Несмотря на усилия членов парламента, направленные на изменение регламента по применению этих видов наказания, начальники тюрем продолжали чинить произвол, обрекая заключенных на всяческие мучения. Начиная с 1865 года рост преступности повлек за собой ужесточение обращения с осужденными, против чего уже не могли выступить ни Палата общин, ни Палата лордов. Тюремное заключение принимало все более строгие формы, дело дошло до того, что узников заставляли носить маски, чтобы помешать им узнавать друг друга и обмениваться знаками.
После того как за спиной Оскара Уайльда раздался глухой звук закрывающейся двери, с него сняли мерки, его взвесили и заставили раздеться. Затем голого его втолкнули в нишу с мокрыми от влаги стенами, за которой начинался коридор, ведший в смрадную баню. Он облачился в грубый тюремный костюм, и его заперли в камере. Ужас своего положения он так описывал в письме к Фрэнку Харрису: «Сначала все казалось ужасным кошмаром, самым жутким, который только можно себе представить; камера наводила на меня страх, я едва мог в ней дышать, а пища сразу вызывала приступ тошноты; в течение многих дней я не съел ни кусочка, я не мог заснуть, и меня преследовали ужасающие галлюцинации; но хуже всего была бесчеловечность. Какими же демонами могут быть люди. Я никогда и помыслить не мог о таких жестокостях» [516].

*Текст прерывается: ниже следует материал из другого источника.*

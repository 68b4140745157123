//! Single-field TLV encoding.
//!
//! Wire layout of one field:
//!
//! ```text
//! [reserved: 1][type: 1][length: 2, big-endian][value: length bytes]
//! ```
//!
//! The reserved byte is always written as zero and ignored on read.

use std::fmt;
use std::net::{Ipv4Addr, Ipv6Addr};
use crate::codec::error::CodecError;
use crate::codec::mac::MacAddress;
use crate::protocol::FIELD_HEADER_LEN;

#[derive(Debug, Clone, Copy, PartialEq, Eq, Hash)]
#[repr(u8)]
pub enum FieldType {
    MacAddress = 1,
    Identity = 5,
    Version = 7,
    Platform = 8,
    Uptime = 10,
    SoftwareId = 11,
    Board = 12,
    Unpack = 14,
    Ipv6Address = 15,
    InterfaceName = 16,
    Ipv4Address = 17,
}

impl FieldType {
    pub fn from_tag(tag: u8) -> Option<Self> {
        let field_type = match tag {
            1 => Self::MacAddress,
            5 => Self::Identity,
            7 => Self::Version,
            8 => Self::Platform,
            10 => Self::Uptime,
            11 => Self::SoftwareId,
            12 => Self::Board,
            14 => Self::Unpack,
            15 => Self::Ipv6Address,
            16 => Self::InterfaceName,
            17 => Self::Ipv4Address,
            _ => return None,
        };
        Some(field_type)
    }

    pub fn tag(self) -> u8 {
        self as u8
    }
}

/// Device uptime in whole seconds.
///
/// Carried on the wire as a little-endian `u32`, unlike every other
/// multi-byte integer in the protocol.
#[derive(Debug, Clone, Copy, PartialEq, Eq, PartialOrd, Ord)]
pub struct Uptime(pub u32);

impl Uptime {
    pub fn as_secs(self) -> u32 {
        self.0
    }
}

impl fmt::Display for Uptime {
    fn fmt(&self, f: &mut fmt::Formatter<'_>) -> fmt::Result {
        let secs = self.0;
        let days = secs / 86_400;
        let hours = (secs % 86_400) / 3_600;
        let minutes = (secs % 3_600) / 60;
        let seconds = secs % 60;
        write!(f, "{days} days, {hours:02}:{minutes:02}:{seconds:02}")
    }
}

/// One decoded protocol attribute.
#[derive(Debug, Clone, PartialEq, Eq)]
pub enum Field {
    MacAddress(MacAddress),
    Identity(String),
    Version(String),
    Platform(String),
    Uptime(Uptime),
    SoftwareId(String),
    Board(String),
    /// Raw flag bytes, only ever shown as hex
    Unpack(Vec<u8>),
    Ipv6Address(Ipv6Addr),
    InterfaceName(String),
    /// One or more addresses, packed as consecutive 4-byte groups
    Ipv4Address(Vec<Ipv4Addr>),
}

impl Field {
    pub fn field_type(&self) -> FieldType {
        match self {
            Self::MacAddress(_) => FieldType::MacAddress,
            Self::Identity(_) => FieldType::Identity,
            Self::Version(_) => FieldType::Version,
            Self::Platform(_) => FieldType::Platform,
            Self::Uptime(_) => FieldType::Uptime,
            Self::SoftwareId(_) => FieldType::SoftwareId,
            Self::Board(_) => FieldType::Board,
            Self::Unpack(_) => FieldType::Unpack,
            Self::Ipv6Address(_) => FieldType::Ipv6Address,
            Self::InterfaceName(_) => FieldType::InterfaceName,
            Self::Ipv4Address(_) => FieldType::Ipv4Address,
        }
    }

    fn value_bytes(&self) -> Vec<u8> {
        match self {
            Self::MacAddress(mac) => mac.octets().to_vec(),
            Self::Identity(text)
            | Self::Version(text)
            | Self::Platform(text)
            | Self::SoftwareId(text)
            | Self::Board(text)
            | Self::InterfaceName(text) => text.as_bytes().to_vec(),
            Self::Uptime(uptime) => uptime.as_secs().to_le_bytes().to_vec(),
            Self::Unpack(bytes) => bytes.clone(),
            Self::Ipv6Address(addr) => addr.octets().to_vec(),
            Self::Ipv4Address(addrs) => addrs.iter().flat_map(|addr| addr.octets()).collect(),
        }
    }

    /// Append the full TLV (header and value) to `buf`.
    pub fn write_to(&self, buf: &mut Vec<u8>) -> Result<(), CodecError> {
        let value = self.value_bytes();
        let tag = self.field_type().tag();
        let len = u16::try_from(value.len())
            .map_err(|_| CodecError::FieldTooLong { field_type: tag, len: value.len() })?;

        buf.reserve(FIELD_HEADER_LEN + value.len());
        buf.push(0x00);
        buf.push(tag);
        buf.extend_from_slice(&len.to_be_bytes());
        buf.extend_from_slice(&value);
        Ok(())
    }

    pub fn encode(&self) -> Result<Vec<u8>, CodecError> {
        let mut buf = Vec::new();
        self.write_to(&mut buf)?;
        Ok(buf)
    }
}

impl fmt::Display for Field {
    fn fmt(&self, f: &mut fmt::Formatter<'_>) -> fmt::Result {
        match self {
            Self::MacAddress(mac) => write!(f, "{mac}"),
            Self::Identity(text)
            | Self::Version(text)
            | Self::Platform(text)
            | Self::SoftwareId(text)
            | Self::Board(text)
            | Self::InterfaceName(text) => f.write_str(text),
            Self::Uptime(uptime) => write!(f, "{uptime}"),
            Self::Unpack(bytes) => f.write_str(&hex::encode(bytes)),
            Self::Ipv6Address(addr) => {
                let groups: Vec<String> = addr.segments().iter().map(|g| format!("{g:04X}")).collect();
                f.write_str(&groups.join(":"))
            }
            Self::Ipv4Address(addrs) => {
                let joined: Vec<String> = addrs.iter().map(|addr| addr.to_string()).collect();
                f.write_str(&joined.join(", "))
            }
        }
    }
}

/// Decode a single field value.
///
/// Returns `None` for unknown tags and for payloads whose length cannot be
/// valid for the field type. Neither case is an error: the caller skips the
/// field and carries on with the rest of the packet.
pub fn decode_field(tag: u8, value: &[u8]) -> Option<Field> {
    let text = || String::from_utf8_lossy(value).into_owned();

    let field = match FieldType::from_tag(tag)? {
        FieldType::MacAddress => Field::MacAddress(MacAddress::from_bytes(value)?),
        FieldType::Identity => Field::Identity(text()),
        FieldType::Version => Field::Version(text()),
        FieldType::Platform => Field::Platform(text()),
        FieldType::Uptime => {
            let raw = <[u8; 4]>::try_from(value).ok()?;
            Field::Uptime(Uptime(u32::from_le_bytes(raw)))
        }
        FieldType::SoftwareId => Field::SoftwareId(text()),
        FieldType::Board => Field::Board(text()),
        FieldType::Unpack => Field::Unpack(value.to_vec()),
        FieldType::Ipv6Address => {
            let raw = <[u8; 16]>::try_from(value).ok()?;
            Field::Ipv6Address(Ipv6Addr::from(raw))
        }
        FieldType::InterfaceName => Field::InterfaceName(text()),
        FieldType::Ipv4Address => {
            if value.len() % 4 != 0 {
                return None;
            }
            let addrs = value
                .chunks_exact(4)
                .map(|octets| Ipv4Addr::new(octets[0], octets[1], octets[2], octets[3]))
                .collect();
            Field::Ipv4Address(addrs)
        }
    };

    Some(field)
}

#[cfg(test)]
mod tests {
    use super::*;

    fn roundtrip(field: Field) {
        let encoded = field.encode().unwrap();
        assert_eq!(encoded[0], 0x00);
        assert_eq!(encoded[1], field.field_type().tag());
        let len = u16::from_be_bytes([encoded[2], encoded[3]]) as usize;
        assert_eq!(len, encoded.len() - FIELD_HEADER_LEN);

        let decoded = decode_field(encoded[1], &encoded[FIELD_HEADER_LEN..]);
        assert_eq!(decoded, Some(field));
    }

    #[test]
    fn test_encoder_supported_types_roundtrip() {
        roundtrip(Field::MacAddress("b8:27:eb:e0:dc:e8".parse().unwrap()));
        roundtrip(Field::Identity("node1".to_string()));
        roundtrip(Field::Version("0.0.2".to_string()));
        roundtrip(Field::Platform("MikroTik".to_string()));
        roundtrip(Field::Uptime(Uptime(93_784)));
        roundtrip(Field::SoftwareId("SHT1-SHT2".to_string()));
        roundtrip(Field::Board("RPI-3".to_string()));
        roundtrip(Field::Unpack(b"0".to_vec()));
        roundtrip(Field::Ipv4Address(vec![Ipv4Addr::new(192, 168, 1, 10)]));
    }

    #[test]
    fn test_mac_decodes_to_uppercase_colon_text() {
        let field = decode_field(1, &[0xAA, 0xBB, 0xCC, 0xDD, 0xEE, 0xFF]).unwrap();
        assert_eq!(field.to_string(), "AA:BB:CC:DD:EE:FF");
    }

    #[test]
    fn test_uptime_is_little_endian() {
        let field = decode_field(10, &[0x0A, 0x00, 0x00, 0x00]).unwrap();
        assert_eq!(field, Field::Uptime(Uptime(10)));
        assert_eq!(field.to_string(), "0 days, 00:00:10");

        let encoded = Field::Uptime(Uptime(10)).encode().unwrap();
        assert_eq!(&encoded[4..], &[0x0A, 0x00, 0x00, 0x00]);
    }

    #[test]
    fn test_uptime_formatting() {
        assert_eq!(Uptime(0).to_string(), "0 days, 00:00:00");
        assert_eq!(Uptime(93_784).to_string(), "1 days, 02:03:04");
        assert_eq!(Uptime(u32::MAX).to_string(), "49710 days, 06:28:15");
    }

    #[test]
    fn test_ipv4_decodes_to_dotted_text() {
        let field = decode_field(17, &[192, 168, 1, 10]).unwrap();
        assert_eq!(field.to_string(), "192.168.1.10");
    }

    #[test]
    fn test_ipv4_list() {
        let field = decode_field(17, &[192, 168, 1, 10, 10, 0, 0, 2]).unwrap();
        assert_eq!(field.to_string(), "192.168.1.10, 10.0.0.2");
        assert!(decode_field(17, &[192, 168, 1]).is_none());
    }

    #[test]
    fn test_ipv6_groups() {
        let mut raw = [0u8; 16];
        raw[0] = 0xfe;
        raw[1] = 0x80;
        raw[15] = 0x01;
        let field = decode_field(15, &raw).unwrap();
        assert_eq!(field.to_string(), "FE80:0000:0000:0000:0000:0000:0000:0001");
    }

    #[test]
    fn test_ipv6_rejects_wrong_length() {
        assert!(decode_field(15, &[0xfe, 0x80, 0x00]).is_none());
        assert!(decode_field(15, &[0u8; 8]).is_none());
    }

    #[test]
    fn test_unpack_is_hex() {
        let field = decode_field(14, b"0").unwrap();
        assert_eq!(field.to_string(), "30");
    }

    #[test]
    fn test_unknown_type_is_ignored() {
        assert!(decode_field(2, b"anything").is_none());
        assert!(decode_field(255, &[]).is_none());
    }

    #[test]
    fn test_invalid_utf8_text_is_lossy() {
        let field = decode_field(5, &[b'a', 0xff, b'b']).unwrap();
        assert_eq!(field, Field::Identity("a\u{fffd}b".to_string()));
    }

    #[test]
    fn test_field_too_long() {
        let field = Field::Identity("x".repeat(u16::MAX as usize + 1));
        assert_eq!(
            field.encode(),
            Err(CodecError::FieldTooLong { field_type: 5, len: u16::MAX as usize + 1 })
        );
    }

    #[test]
    fn test_field_type_tags() {
        for tag in 0..=u8::MAX {
            if let Some(field_type) = FieldType::from_tag(tag) {
                assert_eq!(field_type.tag(), tag);
            }
        }
        assert_eq!(FieldType::from_tag(16), Some(FieldType::InterfaceName));
        assert_eq!(FieldType::from_tag(2), None);
    }
}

3 июня в «Нью-Йорк геральд» появилась такая статья: «Нам удалось выяснить, что Оскар Уайльд очень тяжело переносит тюремное заключение. Он был крайне угнетен, когда ему зачитали тюремный распорядок, и страстно протестовал, когда ему сбрили волосы и заставили одеться в отвратительную тюремную робу. Поскольку в последний день судебного разбирательства он выглядел очень больным, все надеялись, что его сразу направят в лазарет, однако ничего подобного не произошло. Его сразу же поставили к „колесу“, то есть к самому тяжелому виду работ, уготованному узникам Пентонвилля». Через день та же самая газета сообщила, что Уайльд сошел с ума: «Он пришел в бешенство, когда оказался в руках у цирюльника, затем последовали и другие тревожные симптомы; мы узнали, что в настоящий момент его содержат в специальной палате для буйных (…) Сэр Эдуард Кларк намеревается подать апелляцию». Доказательством тому служит то, что тогдашний государственный секретарь внутренних дел Эскуит, который не забыл, как несколько лет тому назад восхищался остроумием и красноречием своего гостя, отдал 5 июня указание о проведении проверки. После беглого осмотра, проведенного через окошко камеры, доктора заявили, что заключенный пребывает в полном рассудке и добром здравии.
512
Речь идет о романе Достоевского «Записки из мертвого дома», где автор описывает четыре года, проведенных на каторжных работах в Сибири с 1850 по 1854 год.
513
«Баллада Редингской тюрьмы», пер. Н. Воронель. (Прим. пер.)
514
Колесо — вид тюремного наказания, когда заключенного заставляли подолгу ходить внутри большого колеса со ступеньками. (Прим. пер.)
515
Bernard Shaw. English Prisons, p. XII.
516
F. Harris. The Life and Confession of Oscar Wilde, op. cit., t. II, pp. 331–332.